| The problem |
One line at a time, check the entries below for the word "Option", and copy each line that has it.

===

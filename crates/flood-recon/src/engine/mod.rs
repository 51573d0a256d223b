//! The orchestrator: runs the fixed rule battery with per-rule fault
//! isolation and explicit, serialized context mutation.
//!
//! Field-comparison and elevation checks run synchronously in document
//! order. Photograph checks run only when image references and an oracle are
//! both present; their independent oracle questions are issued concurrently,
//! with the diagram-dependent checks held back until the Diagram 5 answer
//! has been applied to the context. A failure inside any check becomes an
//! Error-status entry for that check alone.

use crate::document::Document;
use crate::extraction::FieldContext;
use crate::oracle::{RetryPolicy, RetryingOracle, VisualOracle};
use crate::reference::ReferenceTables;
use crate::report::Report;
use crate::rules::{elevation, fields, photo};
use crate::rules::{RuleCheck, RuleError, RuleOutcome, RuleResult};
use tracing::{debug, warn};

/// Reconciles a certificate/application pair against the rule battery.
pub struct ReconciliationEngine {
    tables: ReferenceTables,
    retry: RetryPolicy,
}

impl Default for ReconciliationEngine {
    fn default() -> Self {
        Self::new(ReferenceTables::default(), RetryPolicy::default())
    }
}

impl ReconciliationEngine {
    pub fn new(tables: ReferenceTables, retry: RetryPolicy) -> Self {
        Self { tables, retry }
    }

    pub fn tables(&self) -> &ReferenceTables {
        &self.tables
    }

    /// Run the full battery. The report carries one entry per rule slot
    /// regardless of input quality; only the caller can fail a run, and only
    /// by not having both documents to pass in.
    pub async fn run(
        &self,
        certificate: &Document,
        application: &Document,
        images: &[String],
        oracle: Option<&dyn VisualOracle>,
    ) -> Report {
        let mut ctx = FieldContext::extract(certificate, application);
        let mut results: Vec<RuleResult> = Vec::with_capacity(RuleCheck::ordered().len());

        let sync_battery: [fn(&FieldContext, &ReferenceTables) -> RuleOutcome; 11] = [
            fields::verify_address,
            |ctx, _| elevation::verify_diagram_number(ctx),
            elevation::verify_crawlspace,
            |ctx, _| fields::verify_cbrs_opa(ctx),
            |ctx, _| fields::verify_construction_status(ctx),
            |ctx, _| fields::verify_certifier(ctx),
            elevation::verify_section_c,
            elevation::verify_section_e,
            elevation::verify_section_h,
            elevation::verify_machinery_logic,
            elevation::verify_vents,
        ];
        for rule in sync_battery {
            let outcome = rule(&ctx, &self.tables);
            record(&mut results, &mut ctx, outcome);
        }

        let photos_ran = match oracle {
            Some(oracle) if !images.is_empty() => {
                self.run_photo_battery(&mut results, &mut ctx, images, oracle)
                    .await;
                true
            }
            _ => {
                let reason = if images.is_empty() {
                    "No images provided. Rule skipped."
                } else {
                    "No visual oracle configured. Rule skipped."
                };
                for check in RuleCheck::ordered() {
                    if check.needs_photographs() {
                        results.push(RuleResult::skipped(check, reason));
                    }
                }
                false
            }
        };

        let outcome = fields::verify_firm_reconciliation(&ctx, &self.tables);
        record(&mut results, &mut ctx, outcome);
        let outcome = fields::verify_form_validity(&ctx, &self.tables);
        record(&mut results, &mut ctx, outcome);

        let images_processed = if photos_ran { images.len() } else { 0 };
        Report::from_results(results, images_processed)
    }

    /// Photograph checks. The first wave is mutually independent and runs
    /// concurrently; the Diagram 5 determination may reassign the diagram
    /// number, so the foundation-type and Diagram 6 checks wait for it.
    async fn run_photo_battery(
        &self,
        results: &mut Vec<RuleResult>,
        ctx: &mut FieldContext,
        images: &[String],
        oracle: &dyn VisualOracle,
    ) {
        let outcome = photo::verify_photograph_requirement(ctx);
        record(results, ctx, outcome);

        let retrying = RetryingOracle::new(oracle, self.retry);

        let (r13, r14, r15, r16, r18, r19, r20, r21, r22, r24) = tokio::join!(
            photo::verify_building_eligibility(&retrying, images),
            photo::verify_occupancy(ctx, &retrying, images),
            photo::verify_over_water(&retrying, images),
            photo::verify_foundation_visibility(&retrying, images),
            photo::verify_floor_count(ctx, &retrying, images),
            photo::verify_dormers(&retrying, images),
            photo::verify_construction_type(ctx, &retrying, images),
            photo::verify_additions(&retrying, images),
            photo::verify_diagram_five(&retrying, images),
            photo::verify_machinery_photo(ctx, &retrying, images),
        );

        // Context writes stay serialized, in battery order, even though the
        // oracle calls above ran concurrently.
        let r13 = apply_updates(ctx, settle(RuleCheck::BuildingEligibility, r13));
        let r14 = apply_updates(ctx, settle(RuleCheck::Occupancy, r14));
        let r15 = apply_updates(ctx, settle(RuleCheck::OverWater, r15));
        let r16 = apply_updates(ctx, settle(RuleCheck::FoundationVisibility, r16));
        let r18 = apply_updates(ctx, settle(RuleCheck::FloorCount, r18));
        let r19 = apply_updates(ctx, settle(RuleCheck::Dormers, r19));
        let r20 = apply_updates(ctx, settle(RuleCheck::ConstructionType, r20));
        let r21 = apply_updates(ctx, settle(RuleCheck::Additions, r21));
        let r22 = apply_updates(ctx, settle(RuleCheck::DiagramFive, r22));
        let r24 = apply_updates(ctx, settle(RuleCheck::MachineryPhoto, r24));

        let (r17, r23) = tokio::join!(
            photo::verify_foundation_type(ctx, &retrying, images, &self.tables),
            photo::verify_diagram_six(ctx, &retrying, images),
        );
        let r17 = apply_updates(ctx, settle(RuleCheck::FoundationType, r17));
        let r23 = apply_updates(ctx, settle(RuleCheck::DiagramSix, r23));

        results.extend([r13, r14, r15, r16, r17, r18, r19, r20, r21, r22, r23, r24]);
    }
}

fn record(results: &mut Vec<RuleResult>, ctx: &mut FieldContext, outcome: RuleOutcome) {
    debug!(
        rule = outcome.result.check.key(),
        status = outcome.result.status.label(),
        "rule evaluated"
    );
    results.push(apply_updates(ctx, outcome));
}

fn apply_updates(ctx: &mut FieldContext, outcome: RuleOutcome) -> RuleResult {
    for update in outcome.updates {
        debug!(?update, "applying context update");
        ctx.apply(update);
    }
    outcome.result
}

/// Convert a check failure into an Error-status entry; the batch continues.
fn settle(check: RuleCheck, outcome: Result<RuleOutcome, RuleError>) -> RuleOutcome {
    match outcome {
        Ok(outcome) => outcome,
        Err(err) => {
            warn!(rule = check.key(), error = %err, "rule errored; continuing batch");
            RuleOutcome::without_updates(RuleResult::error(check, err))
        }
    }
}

===

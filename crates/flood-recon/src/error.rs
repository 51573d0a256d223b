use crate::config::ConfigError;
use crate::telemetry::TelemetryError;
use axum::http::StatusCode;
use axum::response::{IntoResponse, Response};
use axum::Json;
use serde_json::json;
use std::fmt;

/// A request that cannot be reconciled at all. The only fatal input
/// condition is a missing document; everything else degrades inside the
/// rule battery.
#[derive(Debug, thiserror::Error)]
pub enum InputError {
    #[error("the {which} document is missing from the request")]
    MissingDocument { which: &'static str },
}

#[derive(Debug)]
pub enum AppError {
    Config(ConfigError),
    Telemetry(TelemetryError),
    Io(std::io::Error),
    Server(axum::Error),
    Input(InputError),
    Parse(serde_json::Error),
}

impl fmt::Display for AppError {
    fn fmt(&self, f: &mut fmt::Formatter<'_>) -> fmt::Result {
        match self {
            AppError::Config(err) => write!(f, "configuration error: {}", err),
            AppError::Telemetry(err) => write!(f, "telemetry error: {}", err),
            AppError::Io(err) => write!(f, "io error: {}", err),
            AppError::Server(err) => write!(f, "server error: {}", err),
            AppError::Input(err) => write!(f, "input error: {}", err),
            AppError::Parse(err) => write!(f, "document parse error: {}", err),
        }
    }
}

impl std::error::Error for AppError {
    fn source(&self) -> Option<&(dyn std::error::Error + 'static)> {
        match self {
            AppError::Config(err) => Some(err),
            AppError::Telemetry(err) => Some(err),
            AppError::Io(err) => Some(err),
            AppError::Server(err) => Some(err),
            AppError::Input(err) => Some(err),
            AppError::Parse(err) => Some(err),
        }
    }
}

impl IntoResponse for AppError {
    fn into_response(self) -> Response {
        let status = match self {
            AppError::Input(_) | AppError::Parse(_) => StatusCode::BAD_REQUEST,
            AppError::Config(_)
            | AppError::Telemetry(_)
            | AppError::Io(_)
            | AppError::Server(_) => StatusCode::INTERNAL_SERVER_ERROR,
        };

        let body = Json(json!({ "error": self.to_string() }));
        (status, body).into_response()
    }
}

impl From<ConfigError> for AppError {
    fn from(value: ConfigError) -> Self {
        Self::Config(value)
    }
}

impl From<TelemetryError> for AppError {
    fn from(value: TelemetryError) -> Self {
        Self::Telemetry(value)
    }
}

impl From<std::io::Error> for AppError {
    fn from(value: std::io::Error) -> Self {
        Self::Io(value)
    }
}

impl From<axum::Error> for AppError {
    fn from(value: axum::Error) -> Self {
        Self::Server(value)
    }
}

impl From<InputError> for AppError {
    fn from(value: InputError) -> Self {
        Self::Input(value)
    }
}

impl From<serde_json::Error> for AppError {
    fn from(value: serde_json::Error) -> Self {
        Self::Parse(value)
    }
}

===

| Answer box |
        oracle: Option<&dyn VisualOracle>,
    fn source(&self) -> Option<&(dyn std::error::Error + 'static)> {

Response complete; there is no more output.